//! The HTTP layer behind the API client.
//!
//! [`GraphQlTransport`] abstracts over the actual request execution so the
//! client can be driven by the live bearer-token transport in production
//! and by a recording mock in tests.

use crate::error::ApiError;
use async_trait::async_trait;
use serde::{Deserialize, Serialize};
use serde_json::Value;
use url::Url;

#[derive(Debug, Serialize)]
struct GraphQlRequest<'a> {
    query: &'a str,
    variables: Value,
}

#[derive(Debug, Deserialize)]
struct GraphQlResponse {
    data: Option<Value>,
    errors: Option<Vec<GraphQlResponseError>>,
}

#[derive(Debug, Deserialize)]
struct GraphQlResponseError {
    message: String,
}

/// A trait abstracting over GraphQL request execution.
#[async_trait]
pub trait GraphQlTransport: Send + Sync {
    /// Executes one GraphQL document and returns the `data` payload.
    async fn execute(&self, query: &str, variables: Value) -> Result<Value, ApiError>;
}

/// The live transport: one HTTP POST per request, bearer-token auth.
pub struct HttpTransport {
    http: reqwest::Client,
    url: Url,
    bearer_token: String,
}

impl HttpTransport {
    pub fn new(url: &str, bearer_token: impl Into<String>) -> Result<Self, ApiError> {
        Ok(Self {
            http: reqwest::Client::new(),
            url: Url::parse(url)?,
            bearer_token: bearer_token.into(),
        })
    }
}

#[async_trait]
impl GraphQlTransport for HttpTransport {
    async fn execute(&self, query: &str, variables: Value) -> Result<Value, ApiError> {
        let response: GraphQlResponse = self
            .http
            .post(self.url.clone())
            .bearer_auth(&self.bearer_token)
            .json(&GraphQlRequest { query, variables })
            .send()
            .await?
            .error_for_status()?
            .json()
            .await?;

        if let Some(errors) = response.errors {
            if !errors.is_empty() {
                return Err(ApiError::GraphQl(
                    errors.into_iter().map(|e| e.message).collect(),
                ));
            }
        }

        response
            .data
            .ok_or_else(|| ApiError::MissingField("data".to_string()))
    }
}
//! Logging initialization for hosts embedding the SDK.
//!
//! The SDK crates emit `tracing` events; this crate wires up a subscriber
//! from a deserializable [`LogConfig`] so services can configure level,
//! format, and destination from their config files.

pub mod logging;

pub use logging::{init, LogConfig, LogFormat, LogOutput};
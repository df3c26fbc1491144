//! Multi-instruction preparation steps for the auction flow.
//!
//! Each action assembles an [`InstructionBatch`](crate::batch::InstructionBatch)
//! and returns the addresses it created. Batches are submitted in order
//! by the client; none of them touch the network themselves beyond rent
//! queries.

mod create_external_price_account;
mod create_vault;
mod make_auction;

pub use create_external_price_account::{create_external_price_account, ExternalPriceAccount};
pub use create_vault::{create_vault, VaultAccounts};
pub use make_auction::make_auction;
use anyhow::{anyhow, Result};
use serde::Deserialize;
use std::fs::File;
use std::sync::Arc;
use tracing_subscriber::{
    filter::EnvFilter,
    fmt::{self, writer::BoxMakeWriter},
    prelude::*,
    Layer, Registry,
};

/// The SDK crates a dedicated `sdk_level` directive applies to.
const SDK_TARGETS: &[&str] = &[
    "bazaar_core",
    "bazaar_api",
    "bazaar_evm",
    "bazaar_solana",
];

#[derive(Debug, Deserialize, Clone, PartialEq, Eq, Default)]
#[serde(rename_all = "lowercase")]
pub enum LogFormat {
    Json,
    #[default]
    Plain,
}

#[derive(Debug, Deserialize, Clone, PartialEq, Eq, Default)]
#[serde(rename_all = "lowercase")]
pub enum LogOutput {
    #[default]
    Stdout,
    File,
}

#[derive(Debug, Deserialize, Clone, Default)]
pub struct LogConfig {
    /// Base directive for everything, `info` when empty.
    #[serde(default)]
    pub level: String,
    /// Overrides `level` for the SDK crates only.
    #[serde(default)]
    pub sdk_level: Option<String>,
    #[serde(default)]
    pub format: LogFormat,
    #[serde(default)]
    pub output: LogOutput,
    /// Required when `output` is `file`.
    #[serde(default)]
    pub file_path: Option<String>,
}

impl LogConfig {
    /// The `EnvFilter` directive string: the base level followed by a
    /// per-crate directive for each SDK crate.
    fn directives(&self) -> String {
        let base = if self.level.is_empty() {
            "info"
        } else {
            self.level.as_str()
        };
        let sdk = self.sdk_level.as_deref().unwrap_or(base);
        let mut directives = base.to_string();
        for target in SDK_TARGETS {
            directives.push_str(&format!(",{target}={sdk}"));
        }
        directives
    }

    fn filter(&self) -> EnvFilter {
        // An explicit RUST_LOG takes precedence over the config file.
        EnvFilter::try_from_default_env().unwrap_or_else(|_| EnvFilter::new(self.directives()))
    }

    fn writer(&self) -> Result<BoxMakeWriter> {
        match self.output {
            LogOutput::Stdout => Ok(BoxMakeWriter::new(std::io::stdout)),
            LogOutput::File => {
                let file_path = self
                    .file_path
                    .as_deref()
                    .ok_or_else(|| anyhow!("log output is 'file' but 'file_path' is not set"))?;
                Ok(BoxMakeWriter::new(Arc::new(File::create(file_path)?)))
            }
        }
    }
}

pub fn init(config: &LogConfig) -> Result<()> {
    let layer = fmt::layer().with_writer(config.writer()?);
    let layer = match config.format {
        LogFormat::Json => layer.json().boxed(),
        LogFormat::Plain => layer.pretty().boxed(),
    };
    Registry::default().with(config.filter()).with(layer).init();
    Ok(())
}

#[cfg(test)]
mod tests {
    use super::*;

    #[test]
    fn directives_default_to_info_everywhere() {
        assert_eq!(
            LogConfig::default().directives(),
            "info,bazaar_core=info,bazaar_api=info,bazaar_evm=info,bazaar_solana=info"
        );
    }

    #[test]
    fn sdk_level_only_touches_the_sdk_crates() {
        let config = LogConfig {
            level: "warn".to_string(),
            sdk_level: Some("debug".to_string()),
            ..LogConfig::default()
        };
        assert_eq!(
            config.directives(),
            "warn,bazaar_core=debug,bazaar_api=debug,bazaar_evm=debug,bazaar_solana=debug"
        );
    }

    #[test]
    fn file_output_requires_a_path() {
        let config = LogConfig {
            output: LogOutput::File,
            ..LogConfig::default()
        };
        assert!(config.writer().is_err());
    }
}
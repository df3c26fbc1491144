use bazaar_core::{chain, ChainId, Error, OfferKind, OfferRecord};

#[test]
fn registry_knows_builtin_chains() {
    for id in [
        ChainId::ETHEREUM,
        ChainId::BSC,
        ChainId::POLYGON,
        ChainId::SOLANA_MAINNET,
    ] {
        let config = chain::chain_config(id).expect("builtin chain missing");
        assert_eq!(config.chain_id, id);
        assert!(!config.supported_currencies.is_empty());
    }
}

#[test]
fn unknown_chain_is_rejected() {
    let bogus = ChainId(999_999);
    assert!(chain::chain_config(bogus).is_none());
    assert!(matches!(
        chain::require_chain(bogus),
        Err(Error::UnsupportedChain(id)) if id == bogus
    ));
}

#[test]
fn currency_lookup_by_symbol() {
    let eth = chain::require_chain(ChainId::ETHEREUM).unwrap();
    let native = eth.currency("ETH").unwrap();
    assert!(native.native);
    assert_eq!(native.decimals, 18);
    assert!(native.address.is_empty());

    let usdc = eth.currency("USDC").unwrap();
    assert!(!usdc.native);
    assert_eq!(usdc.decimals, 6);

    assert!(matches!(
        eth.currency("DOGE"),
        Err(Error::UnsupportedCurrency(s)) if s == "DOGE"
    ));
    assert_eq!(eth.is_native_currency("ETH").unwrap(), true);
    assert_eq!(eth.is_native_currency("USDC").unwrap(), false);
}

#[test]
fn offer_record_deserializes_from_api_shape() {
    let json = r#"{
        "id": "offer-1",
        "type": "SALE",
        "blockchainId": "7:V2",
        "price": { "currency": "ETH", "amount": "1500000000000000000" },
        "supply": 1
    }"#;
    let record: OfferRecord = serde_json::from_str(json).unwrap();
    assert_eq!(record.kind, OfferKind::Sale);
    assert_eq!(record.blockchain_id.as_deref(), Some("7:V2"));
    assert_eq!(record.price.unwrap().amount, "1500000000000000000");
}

______

- **Aim of the task**: From the first line of the entries above to the line with "mock in tests.", please return every line exactly, keeping both ends.

- **Response to this exercise**:
//! The HTTP layer behind the API client.
//!
//! [`GraphQlTransport`] abstracts over the actual request execution so the
//! client can be driven by the live bearer-token transport in production
//! and by a recording mock in tests.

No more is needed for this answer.